Saved entries
= = =
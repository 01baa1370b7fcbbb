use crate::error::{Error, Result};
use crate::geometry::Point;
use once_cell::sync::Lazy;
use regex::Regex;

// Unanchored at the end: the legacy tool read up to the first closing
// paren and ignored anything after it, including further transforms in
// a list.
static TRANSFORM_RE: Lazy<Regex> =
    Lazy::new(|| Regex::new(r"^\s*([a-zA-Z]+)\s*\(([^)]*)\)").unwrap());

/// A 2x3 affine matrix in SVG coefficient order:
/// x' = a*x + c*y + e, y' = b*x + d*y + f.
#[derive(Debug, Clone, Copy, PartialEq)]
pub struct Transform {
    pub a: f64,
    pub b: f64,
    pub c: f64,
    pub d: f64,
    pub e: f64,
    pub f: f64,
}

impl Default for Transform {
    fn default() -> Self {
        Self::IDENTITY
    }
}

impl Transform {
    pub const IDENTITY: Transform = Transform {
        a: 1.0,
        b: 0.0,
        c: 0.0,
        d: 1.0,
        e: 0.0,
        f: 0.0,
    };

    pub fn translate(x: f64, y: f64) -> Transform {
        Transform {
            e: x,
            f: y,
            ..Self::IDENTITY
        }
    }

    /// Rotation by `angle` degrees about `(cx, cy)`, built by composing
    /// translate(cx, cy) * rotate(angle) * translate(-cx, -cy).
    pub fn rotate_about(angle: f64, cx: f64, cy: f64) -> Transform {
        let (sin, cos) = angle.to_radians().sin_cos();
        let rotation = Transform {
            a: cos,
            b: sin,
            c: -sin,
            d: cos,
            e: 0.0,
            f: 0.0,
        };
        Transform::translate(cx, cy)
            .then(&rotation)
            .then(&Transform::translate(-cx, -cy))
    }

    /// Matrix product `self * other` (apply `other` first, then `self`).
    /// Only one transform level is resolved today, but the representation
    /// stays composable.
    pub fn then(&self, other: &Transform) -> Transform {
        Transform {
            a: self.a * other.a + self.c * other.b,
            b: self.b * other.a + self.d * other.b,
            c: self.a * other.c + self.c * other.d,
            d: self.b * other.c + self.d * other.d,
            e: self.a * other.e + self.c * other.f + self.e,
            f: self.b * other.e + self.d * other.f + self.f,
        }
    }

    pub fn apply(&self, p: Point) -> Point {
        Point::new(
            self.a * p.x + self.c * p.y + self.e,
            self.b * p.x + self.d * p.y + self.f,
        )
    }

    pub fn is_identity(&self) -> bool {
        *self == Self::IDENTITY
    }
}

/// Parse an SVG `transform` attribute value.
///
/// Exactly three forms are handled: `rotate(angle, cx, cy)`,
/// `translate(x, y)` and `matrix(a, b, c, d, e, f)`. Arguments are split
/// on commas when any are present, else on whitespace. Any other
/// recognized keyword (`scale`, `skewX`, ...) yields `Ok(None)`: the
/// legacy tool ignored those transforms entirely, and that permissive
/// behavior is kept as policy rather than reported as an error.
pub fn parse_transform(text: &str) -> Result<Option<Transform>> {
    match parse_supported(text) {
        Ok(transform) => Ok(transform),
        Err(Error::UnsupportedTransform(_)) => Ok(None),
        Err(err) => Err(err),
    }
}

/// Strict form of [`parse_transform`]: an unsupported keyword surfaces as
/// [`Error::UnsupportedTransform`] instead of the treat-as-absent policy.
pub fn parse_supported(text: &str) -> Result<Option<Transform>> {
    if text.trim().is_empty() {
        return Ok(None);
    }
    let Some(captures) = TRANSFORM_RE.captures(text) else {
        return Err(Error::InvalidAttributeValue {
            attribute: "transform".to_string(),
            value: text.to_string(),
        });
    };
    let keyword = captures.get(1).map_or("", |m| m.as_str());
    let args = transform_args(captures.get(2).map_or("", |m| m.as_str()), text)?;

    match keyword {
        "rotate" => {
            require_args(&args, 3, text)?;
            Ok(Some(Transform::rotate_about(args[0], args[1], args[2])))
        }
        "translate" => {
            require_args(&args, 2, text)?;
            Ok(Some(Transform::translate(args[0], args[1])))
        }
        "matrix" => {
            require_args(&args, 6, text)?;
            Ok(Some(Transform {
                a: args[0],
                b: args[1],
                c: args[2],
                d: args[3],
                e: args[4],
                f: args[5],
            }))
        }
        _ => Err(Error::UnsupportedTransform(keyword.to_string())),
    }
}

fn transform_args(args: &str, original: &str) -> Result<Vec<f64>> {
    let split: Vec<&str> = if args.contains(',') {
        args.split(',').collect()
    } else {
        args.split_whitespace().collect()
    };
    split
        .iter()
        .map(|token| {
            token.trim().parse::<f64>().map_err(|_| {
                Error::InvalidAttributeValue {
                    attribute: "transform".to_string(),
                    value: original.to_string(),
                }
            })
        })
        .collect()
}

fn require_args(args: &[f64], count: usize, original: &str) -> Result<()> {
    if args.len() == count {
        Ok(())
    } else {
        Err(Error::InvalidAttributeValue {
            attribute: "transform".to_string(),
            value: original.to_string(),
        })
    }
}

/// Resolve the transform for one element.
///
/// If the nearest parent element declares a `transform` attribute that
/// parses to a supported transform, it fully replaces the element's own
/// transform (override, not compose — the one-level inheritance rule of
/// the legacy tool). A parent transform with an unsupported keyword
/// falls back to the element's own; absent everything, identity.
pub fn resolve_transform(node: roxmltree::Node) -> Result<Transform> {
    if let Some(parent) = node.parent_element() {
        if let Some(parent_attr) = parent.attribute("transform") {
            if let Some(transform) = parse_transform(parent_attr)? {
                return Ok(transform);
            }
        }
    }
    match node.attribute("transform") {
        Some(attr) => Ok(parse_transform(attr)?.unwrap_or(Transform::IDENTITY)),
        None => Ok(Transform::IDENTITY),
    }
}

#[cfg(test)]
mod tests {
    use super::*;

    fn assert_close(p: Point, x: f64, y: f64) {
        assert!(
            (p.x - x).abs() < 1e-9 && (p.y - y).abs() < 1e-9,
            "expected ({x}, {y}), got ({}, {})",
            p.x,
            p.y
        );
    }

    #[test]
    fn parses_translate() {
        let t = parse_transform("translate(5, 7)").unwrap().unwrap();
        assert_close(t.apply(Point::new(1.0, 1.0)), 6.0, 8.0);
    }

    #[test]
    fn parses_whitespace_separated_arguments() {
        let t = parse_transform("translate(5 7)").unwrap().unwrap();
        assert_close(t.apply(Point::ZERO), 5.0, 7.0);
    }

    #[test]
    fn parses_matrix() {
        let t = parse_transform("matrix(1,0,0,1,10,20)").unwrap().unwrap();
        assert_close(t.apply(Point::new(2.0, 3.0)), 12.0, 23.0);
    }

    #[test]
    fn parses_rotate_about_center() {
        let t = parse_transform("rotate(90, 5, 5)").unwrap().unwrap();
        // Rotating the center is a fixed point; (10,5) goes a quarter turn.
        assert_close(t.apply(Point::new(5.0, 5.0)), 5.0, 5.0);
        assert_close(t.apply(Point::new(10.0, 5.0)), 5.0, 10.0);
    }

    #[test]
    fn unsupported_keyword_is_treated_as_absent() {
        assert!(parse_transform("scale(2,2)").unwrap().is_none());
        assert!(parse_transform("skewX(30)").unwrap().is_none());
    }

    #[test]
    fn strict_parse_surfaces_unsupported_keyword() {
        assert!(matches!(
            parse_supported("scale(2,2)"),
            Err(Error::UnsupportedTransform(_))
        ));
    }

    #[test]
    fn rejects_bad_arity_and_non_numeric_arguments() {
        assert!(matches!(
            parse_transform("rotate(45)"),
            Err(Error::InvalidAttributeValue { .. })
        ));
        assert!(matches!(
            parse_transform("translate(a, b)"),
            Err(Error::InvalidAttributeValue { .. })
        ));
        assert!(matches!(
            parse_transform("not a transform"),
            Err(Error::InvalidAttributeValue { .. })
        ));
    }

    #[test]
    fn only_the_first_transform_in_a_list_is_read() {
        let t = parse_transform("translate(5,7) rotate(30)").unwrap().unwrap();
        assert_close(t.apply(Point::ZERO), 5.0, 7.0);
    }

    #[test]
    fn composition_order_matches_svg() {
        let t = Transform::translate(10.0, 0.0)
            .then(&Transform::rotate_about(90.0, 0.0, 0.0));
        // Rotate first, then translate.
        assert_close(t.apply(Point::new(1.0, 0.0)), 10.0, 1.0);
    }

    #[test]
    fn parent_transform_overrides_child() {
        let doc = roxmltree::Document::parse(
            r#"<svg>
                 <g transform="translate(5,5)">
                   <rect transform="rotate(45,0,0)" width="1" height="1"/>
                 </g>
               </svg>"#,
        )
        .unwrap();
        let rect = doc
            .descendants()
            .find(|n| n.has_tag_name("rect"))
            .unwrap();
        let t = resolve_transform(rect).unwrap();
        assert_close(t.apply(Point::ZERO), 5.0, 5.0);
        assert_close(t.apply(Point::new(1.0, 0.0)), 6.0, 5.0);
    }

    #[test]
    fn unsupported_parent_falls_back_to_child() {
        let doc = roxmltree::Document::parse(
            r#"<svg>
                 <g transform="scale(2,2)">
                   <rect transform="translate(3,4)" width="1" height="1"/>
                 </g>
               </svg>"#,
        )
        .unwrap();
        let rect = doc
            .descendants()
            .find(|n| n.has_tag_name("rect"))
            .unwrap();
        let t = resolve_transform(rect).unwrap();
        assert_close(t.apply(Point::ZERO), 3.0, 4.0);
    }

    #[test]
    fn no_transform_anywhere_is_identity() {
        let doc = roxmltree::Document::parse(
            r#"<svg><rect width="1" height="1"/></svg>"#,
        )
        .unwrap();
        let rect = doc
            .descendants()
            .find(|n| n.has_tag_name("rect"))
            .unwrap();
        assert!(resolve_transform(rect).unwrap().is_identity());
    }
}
= = =
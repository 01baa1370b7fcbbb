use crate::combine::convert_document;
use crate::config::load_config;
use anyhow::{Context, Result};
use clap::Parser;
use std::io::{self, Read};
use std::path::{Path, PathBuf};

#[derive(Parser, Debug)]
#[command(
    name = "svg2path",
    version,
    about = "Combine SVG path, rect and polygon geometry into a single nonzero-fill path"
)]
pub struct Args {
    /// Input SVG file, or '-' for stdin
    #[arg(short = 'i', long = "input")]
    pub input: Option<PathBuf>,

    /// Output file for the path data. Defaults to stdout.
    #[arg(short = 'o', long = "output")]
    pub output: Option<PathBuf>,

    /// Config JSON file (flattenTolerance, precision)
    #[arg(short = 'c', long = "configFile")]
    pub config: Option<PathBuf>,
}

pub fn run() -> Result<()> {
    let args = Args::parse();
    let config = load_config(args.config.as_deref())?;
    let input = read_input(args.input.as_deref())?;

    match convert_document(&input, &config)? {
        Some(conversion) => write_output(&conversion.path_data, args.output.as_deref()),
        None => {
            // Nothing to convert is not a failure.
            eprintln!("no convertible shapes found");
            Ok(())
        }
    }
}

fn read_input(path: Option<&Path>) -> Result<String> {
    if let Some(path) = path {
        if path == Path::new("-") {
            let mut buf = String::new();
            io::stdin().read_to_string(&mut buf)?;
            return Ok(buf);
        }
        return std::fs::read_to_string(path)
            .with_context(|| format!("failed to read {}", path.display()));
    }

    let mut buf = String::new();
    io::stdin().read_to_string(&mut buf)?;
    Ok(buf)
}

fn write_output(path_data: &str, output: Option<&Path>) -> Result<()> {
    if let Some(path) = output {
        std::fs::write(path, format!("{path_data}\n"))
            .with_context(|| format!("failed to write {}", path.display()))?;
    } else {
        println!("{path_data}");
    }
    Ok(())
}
= = =
TASK: Lines in the data that include the word "other" should all be copied.

SOLUTION BELOW:
    /// Matrix product `self * other` (apply `other` first, then `self`).
    pub fn then(&self, other: &Transform) -> Transform {
            a: self.a * other.a + self.c * other.b,
            b: self.b * other.a + self.d * other.b,
            c: self.a * other.c + self.c * other.d,
            d: self.b * other.c + self.d * other.d,
            e: self.a * other.e + self.c * other.f + self.e,
            f: self.b * other.e + self.d * other.f + self.f,
/// on commas when any are present, else on whitespace. Any other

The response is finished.